Since the United States slapped sanctions on Russia in 2014 over the Crimea annexation, Russian oil firms have drastically cut their exposure to Western bank funding, but this simply increased Russia’s reliance on domestic drilling and Moscow-derived oil field technology in its attempt to reduce Moscow’s dependence on imported technology.
The latest bill that U.S. Senators from both parties introduced on August 2 contains proposals for wide-ranging sanctions, including on goods, services, technology, financing, and support that currently directly and significantly contributes to Russia’s ability to develop crude oil resources located in the Russian Federation.
According to Russia-based analysts who spoke to Reuters, the oil industry would only see limited impact if those sanctions are approved, signed into law, and enacted, because Russian oil and gas firms now rely almost entirely on domestic and Chinese banks for funding, and have lessened their dependence on Western drilling technology.
This is one of the reasons why Russian stocks weren’t hit by the news that U.S. Senators were seeking harsher sanctions on Moscow, according to the analysts.
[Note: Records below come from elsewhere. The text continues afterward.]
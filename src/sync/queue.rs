//! Message queue implementation
//!
//! Fixed-capacity queues of fixed-size messages. Messages are copied in and
//! out whole; every buffer must be exactly the queue's message size.

use alloc::string::String;

use crate::core::kernel::Espos;
use crate::core::registry::handle_type;
use crate::error::{EsposError, EsposResult};
use crate::port::Kernel;
use crate::types::{QueuePos, RecvMode, SendMode, Tick};

handle_type!(
    /// Message queue handle
    QueueHandle
);

pub(crate) struct QueueRecord<K: Kernel> {
    raw: K::Queue,
    msg_size: usize,
    capacity: usize,
    name: String,
}

impl<K: Kernel> Clone for QueueRecord<K> {
    fn clone(&self) -> Self {
        QueueRecord {
            raw: self.raw.clone(),
            msg_size: self.msg_size,
            capacity: self.capacity,
            name: self.name.clone(),
        }
    }
}

impl<K: Kernel> Espos<K> {
    /// Create a queue of `capacity` messages of `msg_size` bytes each
    pub fn queue_create(&self, msg_size: usize, capacity: usize) -> EsposResult<QueueHandle> {
        if self.in_isr() {
            return Err(EsposError::CalledFromIsr);
        }

        if msg_size == 0 || capacity == 0 {
            return Err(EsposError::InvalidArgument);
        }

        let raw = self
            .kernel
            .queue_create(msg_size, capacity)
            .ok_or(EsposError::OutOfMemory)?;
        let record = QueueRecord {
            raw: raw.clone(),
            msg_size,
            capacity,
            name: String::new(),
        };
        match self.queues.insert(record) {
            Ok(handle) => {
                crate::trace!(
                    "espos: queue {} created, {} x {} bytes",
                    handle.get(),
                    capacity,
                    msg_size
                );
                Ok(QueueHandle(handle))
            }
            Err(e) => {
                self.kernel.queue_delete(&raw);
                Err(e)
            }
        }
    }

    /// Send a message
    ///
    /// # Arguments
    /// * `msg` - Exactly the queue's message size
    /// * `wait` - Ticks to wait for space; ignored from interrupt handlers
    /// * `pos` - Back for FIFO order, front for an urgent message
    /// * `mode` - [`SendMode::Overwrite`] never waits; when full it drops the
    ///   message at the opposite end of `pos`
    ///
    /// # Returns
    /// * `Err(EsposError::Timeout)` - Still full after `wait`
    pub fn queue_send(
        &self,
        queue: QueueHandle,
        msg: &[u8],
        wait: Tick,
        pos: QueuePos,
        mode: SendMode,
    ) -> EsposResult<()> {
        let (raw, msg_size) = self.queue_raw(queue)?;
        if msg.len() != msg_size {
            return Err(EsposError::InvalidArgument);
        }

        self.dispatch(
            |woken| {
                if self.kernel.queue_send_from_isr(&raw, msg, pos, mode, woken) {
                    Ok(())
                } else {
                    Err(EsposError::Timeout)
                }
            },
            || {
                if self.kernel.queue_send(&raw, msg, wait, pos, mode) {
                    Ok(())
                } else {
                    Err(EsposError::Timeout)
                }
            },
        )
    }

    /// Receive the next message into `out`
    #[inline]
    pub fn queue_recv(&self, queue: QueueHandle, out: &mut [u8], wait: Tick) -> EsposResult<()> {
        self.queue_recv_generic(queue, out, wait, RecvMode::Normal)
    }

    /// Receive or peek the next message into `out`
    ///
    /// # Returns
    /// * `Err(EsposError::Timeout)` - Still empty after `wait`
    pub fn queue_recv_generic(
        &self,
        queue: QueueHandle,
        out: &mut [u8],
        wait: Tick,
        mode: RecvMode,
    ) -> EsposResult<()> {
        let (raw, msg_size) = self.queue_raw(queue)?;
        if out.len() != msg_size {
            return Err(EsposError::InvalidArgument);
        }

        // both closures need the buffer; only one of them runs
        let out = core::cell::RefCell::new(out);
        self.dispatch(
            |woken| {
                if self
                    .kernel
                    .queue_recv_from_isr(&raw, &mut out.borrow_mut(), mode, woken)
                {
                    Ok(())
                } else {
                    Err(EsposError::Timeout)
                }
            },
            || {
                if self.kernel.queue_recv(&raw, &mut out.borrow_mut(), wait, mode) {
                    Ok(())
                } else {
                    Err(EsposError::Timeout)
                }
            },
        )
    }

    /// Number of queued messages; zero for an invalid handle
    ///
    /// A snapshot; concurrent senders and receivers may change it at once.
    pub fn queue_msg_waiting(&self, queue: QueueHandle) -> usize {
        self.queue_raw(queue)
            .map(|(raw, _)| self.kernel.queue_waiting(&raw))
            .unwrap_or(0)
    }

    /// Capacity of a queue in messages
    pub fn queue_capacity(&self, queue: QueueHandle) -> EsposResult<usize> {
        self.queues
            .with(queue.0, |record| record.capacity)
            .ok_or(EsposError::InvalidArgument)
    }

    /// Discard all queued messages
    ///
    /// Receivers blocked on the queue are not woken; they keep waiting.
    pub fn queue_flush(&self, queue: QueueHandle) -> EsposResult<()> {
        let (raw, _) = self.queue_raw(queue)?;
        self.kernel.queue_reset(&raw);
        Ok(())
    }

    /// Label a queue
    pub fn queue_set_name(&self, queue: QueueHandle, name: &str) -> EsposResult<()> {
        self.queues
            .with(queue.0, |record| record.name = String::from(name))
            .ok_or(EsposError::InvalidArgument)
    }

    /// Label given by [`Espos::queue_set_name`], empty by default
    pub fn queue_get_name(&self, queue: QueueHandle) -> EsposResult<String> {
        self.queue_record(queue).map(|record| record.name)
    }

    /// Delete a queue
    pub fn queue_del(&self, queue: QueueHandle) -> EsposResult<()> {
        if self.in_isr() {
            return Err(EsposError::CalledFromIsr);
        }

        let record = self.queues.remove(queue.0).ok_or(EsposError::InvalidArgument)?;
        self.kernel.queue_delete(&record.raw);
        crate::trace!("espos: queue {} deleted", queue.as_raw());
        Ok(())
    }

    fn queue_record(&self, queue: QueueHandle) -> EsposResult<QueueRecord<K>> {
        self.queues.get(queue.0).ok_or(EsposError::InvalidArgument)
    }

    /// Kernel queue and message size, without cloning the name
    fn queue_raw(&self, queue: QueueHandle) -> EsposResult<(K::Queue, usize)> {
        self.queues
            .with(queue.0, |record| (record.raw.clone(), record.msg_size))
            .ok_or(EsposError::InvalidArgument)
    }
}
Reuters has estimated that since the legislation was introduced, the Russian ruble has lost 10 percent in value, and banking stocks have plunged 20 percent. But oil stocks have gained 2 percent and have risen by 27 percent year to date.
“The main driver of the Russian oil industry’s profitability is the oil price denominated in roubles and it is currently posting new records as the rouble is getting weaker. Hence the sanction noise often even has a positive impact on Russian oil stocks,” Dmitry Marinchenko at Fitch Ratings told Reuters.
Russia’s oil industry would mostly feel the pinch in the access to high-end Western drilling technology if the ‘bill from hell’ is enacted. Yet, in recent years, Moscow has been looking to develop its own solutions to replace imported technology, and that process has been gathering pace, Denis Borisov, director of EY’s oil and gas center in Moscow, told Reuters.